Later Thursday, ministers will present planned changes to a law that would make it easier for companies to use temporary staff, in a bid to minimize the impact of strikes.
“Once again the unions are holding the country hostage by paralyzing essential public services and businesses. The situation we find ourselves in is not sustainable,” Business Secretary Kwasi Kwarteng said.
“Repealing these 1970s restrictions will give businesses the freedom to quickly access fully qualified staff, while allowing people to carry on with their lives uninterrupted to help keep the economy going.”
But the Labor Party has accused the government of ‘blocking’ the rail negotiations by refusing to participate directly but allegedly imposing conditions on any deal.
Only one in five trains were due to run on Thursday, and they are mostly restricted to mainlines, with around half the network closed.
Services started later than normal at 7:30 a.m. and will close early at 6:30 p.m.
Several major stations were virtually deserted on Thursday morning, including London Euston and London Paddington.
National Highways network lead planner Frank Bird said traffic flows on the freeways and major A-roads on Thursday morning were “remarkably good.”
“The appearance of the network is that the traffic numbers are down,” he told the PA news agency.
“If you go in and out of downtowns and downtowns, they get a little busier.”

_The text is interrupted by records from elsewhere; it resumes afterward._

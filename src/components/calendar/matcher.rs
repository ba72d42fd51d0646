use super::models::Event;
use chrono::NaiveDate;

/// True iff the event's inclusive date range contains the day
pub fn matches(day: NaiveDate, event: &Event) -> bool {
    event.start_date <= day && day <= event.end_date
}

/// True iff the event intersects the inclusive range `[first, last]`
pub fn overlaps(first: NaiveDate, last: NaiveDate, event: &Event) -> bool {
    event.start_date <= last && first <= event.end_date
}

#[cfg(test)]
mod tests {
    use super::*;
    use crate::components::calendar::models::EventFields;

    fn date(y: i32, m: u32, d: u32) -> NaiveDate {
        NaiveDate::from_ymd_opt(y, m, d).unwrap()
    }

    fn event(start: NaiveDate, end: NaiveDate) -> Event {
        Event::from_fields(1, EventFields::new("Conference", start, end, ""))
    }

    #[test]
    fn test_matches_inclusive_range() {
        let trip = event(date(2024, 6, 10), date(2024, 6, 12));

        assert!(!matches(date(2024, 6, 9), &trip));
        assert!(matches(date(2024, 6, 10), &trip));
        assert!(matches(date(2024, 6, 11), &trip));
        assert!(matches(date(2024, 6, 12), &trip));
        assert!(!matches(date(2024, 6, 13), &trip));
    }

    #[test]
    fn test_single_day_event_matches_once() {
        let dentist = event(date(2024, 7, 1), date(2024, 7, 1));
        let june = (1..=30).map(|d| date(2024, 6, d));
        let july = (1..=31).map(|d| date(2024, 7, d));

        let hits = june.chain(july).filter(|d| matches(*d, &dentist)).count();
        assert_eq!(hits, 1);
        assert!(matches(date(2024, 7, 1), &dentist));
    }

    #[test]
    fn test_matches_across_month_and_year() {
        let holiday = event(date(2024, 12, 30), date(2025, 1, 2));

        assert!(matches(date(2024, 12, 31), &holiday));
        assert!(matches(date(2025, 1, 1), &holiday));
        assert!(!matches(date(2025, 1, 3), &holiday));
    }

    #[test]
    fn test_overlaps() {
        let first = date(2024, 6, 1);
        let last = date(2024, 6, 30);

        assert!(overlaps(first, last, &event(date(2024, 5, 30), date(2024, 6, 1))));
        assert!(overlaps(first, last, &event(date(2024, 6, 30), date(2024, 7, 2))));
        assert!(overlaps(first, last, &event(date(2024, 5, 1), date(2024, 8, 1))));
        assert!(!overlaps(first, last, &event(date(2024, 5, 1), date(2024, 5, 31))));
        assert!(!overlaps(first, last, &event(date(2024, 7, 1), date(2024, 7, 1))));
    }
}
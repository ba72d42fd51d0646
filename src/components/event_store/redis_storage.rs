use super::storage::EventStorage;
use crate::error::{storage_error, AppResult};
use async_trait::async_trait;
use redis::{AsyncCommands, Client as RedisClient};
use tracing::{debug, info};

/// Redis storage holding the snapshot under one key
pub struct RedisStorage {
    client: RedisClient,
    key: String,
}

impl RedisStorage {
    /// Create a client; the connection is opened lazily on first use
    pub fn new(redis_url: &str, key: &str) -> AppResult<Self> {
        info!("Using Redis at {} (key {})", redis_url, key);

        let client = RedisClient::open(redis_url)
            .map_err(|e| storage_error(&format!("Failed to create Redis client: {}", e)))?;

        Ok(Self {
            client,
            key: key.to_string(),
        })
    }

    /// Get a Redis connection from the client
    async fn get_connection(&self) -> AppResult<redis::aio::MultiplexedConnection> {
        self.client
            .get_multiplexed_async_connection()
            .await
            .map_err(|e| storage_error(&format!("Failed to connect to Redis: {}", e)))
    }
}

#[async_trait]
impl EventStorage for RedisStorage {
    fn name(&self) -> &'static str {
        "redis"
    }

    async fn load(&self) -> AppResult<Option<String>> {
        let mut conn = self.get_connection().await?;

        let data: Option<String> = conn
            .get(&self.key)
            .await
            .map_err(|e| storage_error(&format!("Redis GET error: {}", e)))?;

        Ok(data)
    }

    async fn save(&self, snapshot: &str) -> AppResult<()> {
        let mut conn = self.get_connection().await?;

        conn.set::<_, _, ()>(&self.key, snapshot)
            .await
            .map_err(|e| storage_error(&format!("Redis SET error: {}", e)))?;

        debug!("Stored {} bytes under {}", snapshot.len(), self.key);
        Ok(())
    }
}

#[cfg(test)]
mod tests {
    use super::*;

    #[test]
    fn test_rejects_invalid_url() {
        assert!(RedisStorage::new("not a redis url", "calendarJobs").is_err());
    }

    /// Needs a Redis server on localhost
    #[tokio::test]
    #[ignore]
    async fn test_round_trip_against_local_redis() {
        let storage = RedisStorage::new("redis://127.0.0.1:6379", "promptcal_test_events").unwrap();
        storage.save("[]").await.unwrap();
        assert_eq!(storage.load().await.unwrap(), Some("[]".to_string()));
    }
}
use crate::components::calendar::models::{EventId, ValidationError};
use crate::components::prompt_relay::RelayError;
use miette::Diagnostic;
use thiserror::Error;

/// Main error type for the application
#[derive(Debug, Error, Diagnostic)]
pub enum Error {
    #[error("Environment error: {0}")]
    #[diagnostic(
        code(promptcal::environment),
        help("set the variable in the environment or in a .env file")
    )]
    Environment(String),

    #[error("Configuration error: {0}")]
    #[diagnostic(code(promptcal::config))]
    Config(String),

    #[error("Storage error: {0}")]
    #[diagnostic(code(promptcal::storage))]
    Storage(String),

    #[error("Serialization error: {0}")]
    #[diagnostic(code(promptcal::serialization))]
    Serialization(String),

    #[error("Invalid event: {0}")]
    #[diagnostic(code(promptcal::validation))]
    Validation(#[from] ValidationError),

    #[error(transparent)]
    #[diagnostic(code(promptcal::relay))]
    Relay(#[from] RelayError),

    #[error("An extraction is already in progress")]
    #[diagnostic(code(promptcal::busy))]
    Busy,

    #[error("Event {0} not found")]
    #[diagnostic(code(promptcal::not_found))]
    NotFound(EventId),

    #[error("Event {0} already exists")]
    #[diagnostic(code(promptcal::duplicate_id))]
    DuplicateId(EventId),

    #[error("Event id {0} leaves no room for further ids")]
    #[diagnostic(code(promptcal::id_out_of_range))]
    IdOutOfRange(EventId),

    #[error(transparent)]
    #[diagnostic(code(promptcal::io))]
    Io(#[from] std::io::Error),

    #[error("Other error: {0}")]
    #[diagnostic(code(promptcal::other))]
    Other(String),
}

impl From<serde_json::Error> for Error {
    fn from(err: serde_json::Error) -> Self {
        Error::Serialization(err.to_string())
    }
}

impl From<toml::de::Error> for Error {
    fn from(err: toml::de::Error) -> Self {
        Error::Config(err.to_string())
    }
}

/// Type alias for Result with our Error type
pub type AppResult<T> = Result<T, Error>;

/// Helper to create environment errors
pub fn env_error(var: &str) -> Error {
    Error::Environment(format!("Missing environment variable: {}", var))
}

/// Helper to create configuration errors
pub fn config_error(message: &str) -> Error {
    Error::Config(message.to_string())
}

/// Helper to create storage errors
pub fn storage_error(message: &str) -> Error {
    Error::Storage(message.to_string())
}
#[macro_use]
extern crate rust_i18n;

pub mod components;
pub mod config;
pub mod controller;
pub mod error;
pub mod shutdown;
pub mod startup;
pub mod utils;
pub mod web;

// Initialize i18n
i18n!("locales", fallback = "en");
use promptcal::startup;
use tracing::info;

#[tokio::main]
async fn main() -> miette::Result<()> {
    // Initialize logging
    startup::init_logging()?;

    info!("Starting promptcal");

    // Load configuration
    let config = startup::load_config()?;

    // Start the server
    startup::start_server(config).await
}
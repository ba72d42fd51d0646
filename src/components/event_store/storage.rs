use crate::error::{storage_error, AppResult};
use async_trait::async_trait;
use std::io::ErrorKind;
use std::path::{Path, PathBuf};
use std::sync::atomic::{AtomicBool, Ordering};
use tokio::sync::RwLock;
use tracing::debug;

/// Durable key-value mirror holding the serialized event collection under a single key
#[async_trait]
pub trait EventStorage: Send + Sync + 'static {
    /// Short backend name for logs
    fn name(&self) -> &'static str;

    /// Read the snapshot, None when nothing has been stored yet
    async fn load(&self) -> AppResult<Option<String>>;

    /// Replace the snapshot
    async fn save(&self, snapshot: &str) -> AppResult<()>;
}

/// In-memory implementation of the storage (for testing and the `memory` backend)
#[derive(Debug, Default)]
pub struct InMemoryStorage {
    snapshot: RwLock<Option<String>>,
    offline: AtomicBool,
}

impl InMemoryStorage {
    pub fn new() -> Self {
        Self::default()
    }

    /// Start with an existing snapshot
    pub fn with_snapshot(snapshot: impl Into<String>) -> Self {
        Self {
            snapshot: RwLock::new(Some(snapshot.into())),
            offline: AtomicBool::new(false),
        }
    }

    /// Current stored snapshot
    pub async fn snapshot(&self) -> Option<String> {
        self.snapshot.read().await.clone()
    }

    /// Make every load and save fail
    pub fn set_offline(&self, offline: bool) {
        self.offline.store(offline, Ordering::SeqCst);
    }

    fn check_online(&self) -> AppResult<()> {
        if self.offline.load(Ordering::SeqCst) {
            return Err(storage_error("In-memory storage offline"));
        }
        Ok(())
    }
}

#[async_trait]
impl EventStorage for InMemoryStorage {
    fn name(&self) -> &'static str {
        "memory"
    }

    async fn load(&self) -> AppResult<Option<String>> {
        self.check_online()?;
        Ok(self.snapshot.read().await.clone())
    }

    async fn save(&self, snapshot: &str) -> AppResult<()> {
        self.check_online()?;
        *self.snapshot.write().await = Some(snapshot.to_string());
        Ok(())
    }
}

/// JSON file per key inside a data directory
#[derive(Debug, Clone)]
pub struct FileStorage {
    path: PathBuf,
}

impl FileStorage {
    pub fn new(data_dir: impl AsRef<Path>, key: &str) -> Self {
        Self {
            path: data_dir.as_ref().join(format!("{}.json", key)),
        }
    }

    pub fn path(&self) -> &Path {
        &self.path
    }
}

#[async_trait]
impl EventStorage for FileStorage {
    fn name(&self) -> &'static str {
        "file"
    }

    async fn load(&self) -> AppResult<Option<String>> {
        match tokio::fs::read_to_string(&self.path).await {
            Ok(content) => Ok(Some(content)),
            Err(e) if e.kind() == ErrorKind::NotFound => {
                debug!("No snapshot at {}", self.path.display());
                Ok(None)
            }
            Err(e) => Err(storage_error(&format!(
                "Failed to read {}: {}",
                self.path.display(),
                e
            ))),
        }
    }

    async fn save(&self, snapshot: &str) -> AppResult<()> {
        if let Some(dir) = self.path.parent() {
            tokio::fs::create_dir_all(dir).await?;
        }

        // Write aside, then swap in
        let tmp = self.path.with_extension("json.tmp");
        tokio::fs::write(&tmp, snapshot).await?;
        tokio::fs::rename(&tmp, &self.path).await?;

        debug!("Wrote {} bytes to {}", snapshot.len(), self.path.display());
        Ok(())
    }
}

He added: “Two years on (since the Covid pandemic) we have learned to work in different ways, people are working from home so it’s a very different picture.
“People can continue to work even though the rail conflict is ongoing.”
Members of the Aslef drivers’ union on Greater Anglia are also on strike on Thursday in a separate pay dispute.
The company advises passengers to travel only when necessary.